R My Name Is Rachel by Patricia Reilly Giff

R My Name Is Rachel by Patricia Reilly Giff

Author:Patricia Reilly Giff [Giff, Patricia Reilly]
Language: eng
Format: epub
ISBN: 978-0-375-98389-4
Publisher: Random House Children's Books
Published: 2011-08-09T04:00:00+00:00


CHAPTER FOURTEEN

On Thursday a week later, I tiptoe into the kitchen before Joey and Cassie are awake. I want to check on the eggs. We’ve learned how to manage the fireplace so the fire never goes out. Inside the eggs, the growing chicks must feel toasty warm.

I bend over them and check the Xs we’ve marked on each one so we can tell which side is up. We’ve been careful to turn them five times every day. Maybe they get tired of lying on their backs or their stomachs.

“Come out,” I tell them. “See the world. I have names for you: Abigail, Betsy, Constance—”

Joey rustles around in the living room. I close my mouth. This talking aloud to myself has got to stop. “Gladys,” I whisper, my nose an inch above the eggs.

But right now I have other things in mind. I pull on my coat, wind my woolly scarf around my neck, and cut a slice of bread. I bite off chunks that are rock hard. They take a long time to soften in my mouth.

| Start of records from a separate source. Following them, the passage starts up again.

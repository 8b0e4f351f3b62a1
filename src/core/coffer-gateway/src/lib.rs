//! # Coffer Credential Gateway
//!
//! Resolves secret names to values through an external credential store.
//!
//! ## Behaviour
//!
//! - Live mode queries a [`CredentialBackend`] (the Proton Pass CLI in production)
//! - Test mode answers from fixed fixtures and never touches the backend
//! - The password field is preferred over the text field
//! - No caching: every lookup reaches the backend

#![forbid(unsafe_code)]
#![warn(missing_docs)]

pub mod backend;
pub mod error;
pub mod pass_cli;
pub mod secret;

use std::sync::Arc;

use tracing::{debug, info};

pub use backend::{CredentialBackend, CredentialRecord, RecordContent};
pub use error::{BackendError, GatewayError};
pub use pass_cli::PassCli;
pub use secret::{RunMode, SecretName, SecretValue};

/// Name answered with [`TEST_API_KEY`] in test mode.
pub const TEST_API_KEY_NAME: &str = "openrouter-api-key";

/// Fixture value returned in test mode.
pub const TEST_API_KEY: &str = "test-api-key-12345";

/// Resolves `name` against the test-mode fixtures.
///
/// Unknown names resolve to the empty string rather than failing, so
/// integration runs stay deterministic.
fn test_fixture(name: &SecretName) -> SecretValue {
    match name.as_str() {
        TEST_API_KEY_NAME => SecretValue::new(TEST_API_KEY),
        _ => SecretValue::new(""),
    }
}

/// Picks the usable value out of a record, preferring the password.
fn extract_value(record: CredentialRecord) -> Option<SecretValue> {
    let content = record.content?;
    content.password.or(content.text).map(SecretValue::new)
}

/// Front door for secret lookups.
///
/// Cheap to share behind an `Arc`; holds no per-request state.
#[derive(Clone)]
pub struct CredentialGateway {
    backend: Arc<dyn CredentialBackend>,
    mode: RunMode,
}

impl CredentialGateway {
    /// Creates a gateway over `backend` in the given run mode.
    pub fn new(backend: Arc<dyn CredentialBackend>, mode: RunMode) -> Self {
        info!(backend = backend.name(), mode = ?mode, "Credential gateway initialized");
        Self { backend, mode }
    }

    /// Returns the run mode this gateway was built with.
    pub fn mode(&self) -> RunMode {
        self.mode
    }

    /// Returns the value stored under `name`.
    ///
    /// # Errors
    ///
    /// * [`GatewayError::SecretNotFound`] - No record, or a record without a
    ///   password or text field
    /// * [`GatewayError::ExternalTool`] - The backend invocation failed
    pub async fn get_secret(&self, name: &SecretName) -> Result<SecretValue, GatewayError> {
        if self.mode.is_test() {
            debug!(secret = %name, "Resolving secret from test fixtures");
            return Ok(test_fixture(name));
        }

        let record = self
            .backend
            .lookup(name)
            .await
            .map_err(|e| GatewayError::external(name.as_str(), &e))?
            .ok_or_else(|| GatewayError::SecretNotFound(name.to_string()))?;

        extract_value(record).ok_or_else(|| GatewayError::SecretNotFound(name.to_string()))
    }
}

impl std::fmt::Debug for CredentialGateway {
    fn fmt(&self, f: &mut std::fmt::Formatter<'_>) -> std::fmt::Result {
        f.debug_struct("CredentialGateway")
            .field("backend", &self.backend.name())
            .field("mode", &self.mode)
            .finish()
    }
}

Out front, I flip open the mailbox even though I know it’s still too early for mail. A tan spider has moved in; he’s spinning a poor-looking web that waves out to nowhere. Maybe even spiders are feeling the Depression.

I start down the road, swiveling my head back and forth; on one side are the trees, still bare; on the other side is our field. Pop has money in a mayonnaise jar for seed so he can plant corn when he comes back.

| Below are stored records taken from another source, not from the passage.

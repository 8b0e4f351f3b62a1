//! Request handlers.

pub mod bundle;
pub mod secrets;

use axum::http::StatusCode;

/// Fallback for every unrouted path.
pub async fn not_found() -> (StatusCode, &'static str) {
    (StatusCode::NOT_FOUND, "Not Found")
}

I’m enjoying the view, but I look for Clarence, of course, and I keep my eyes open for mountain lions.

Nothing to fear.

There’s something I want to see up close. It’s a really long walk, but I want to see this place alone, in all its faded glory.

I love that. Faded glory.

And there it is, up ahead.

The Warren Harding School.

“Hello,” I whisper. It’s just like a picture of a school I saw once in a book. It has a bell on top and it hasn’t been painted in a thousand years.

I walk across the grass, which is mostly mud, and peer in the window, but all I see is a vestibule with a bunch of hooks.

Sad little hooks with no coats, no hats.

I wander around the back. Just over my head the window is open the tiniest bit. I stand there, chewing on the edge of my nail. Should I?

And even as I ask myself, I know I’m going to do it. I look around for something to boost myself up. And like magic, I see the milk crate against the wall.

Standing on the wooden crate isn’t enough. I have to reach way up to grab the sill, and there’s no way to push open the window.

I retreat to figure out how to get in. I see that I’ve left a muddy smear on the wall.

A row of rocks marches along at the edge of the trees. I spend ten minutes bringing the larger ones back to the milk crate.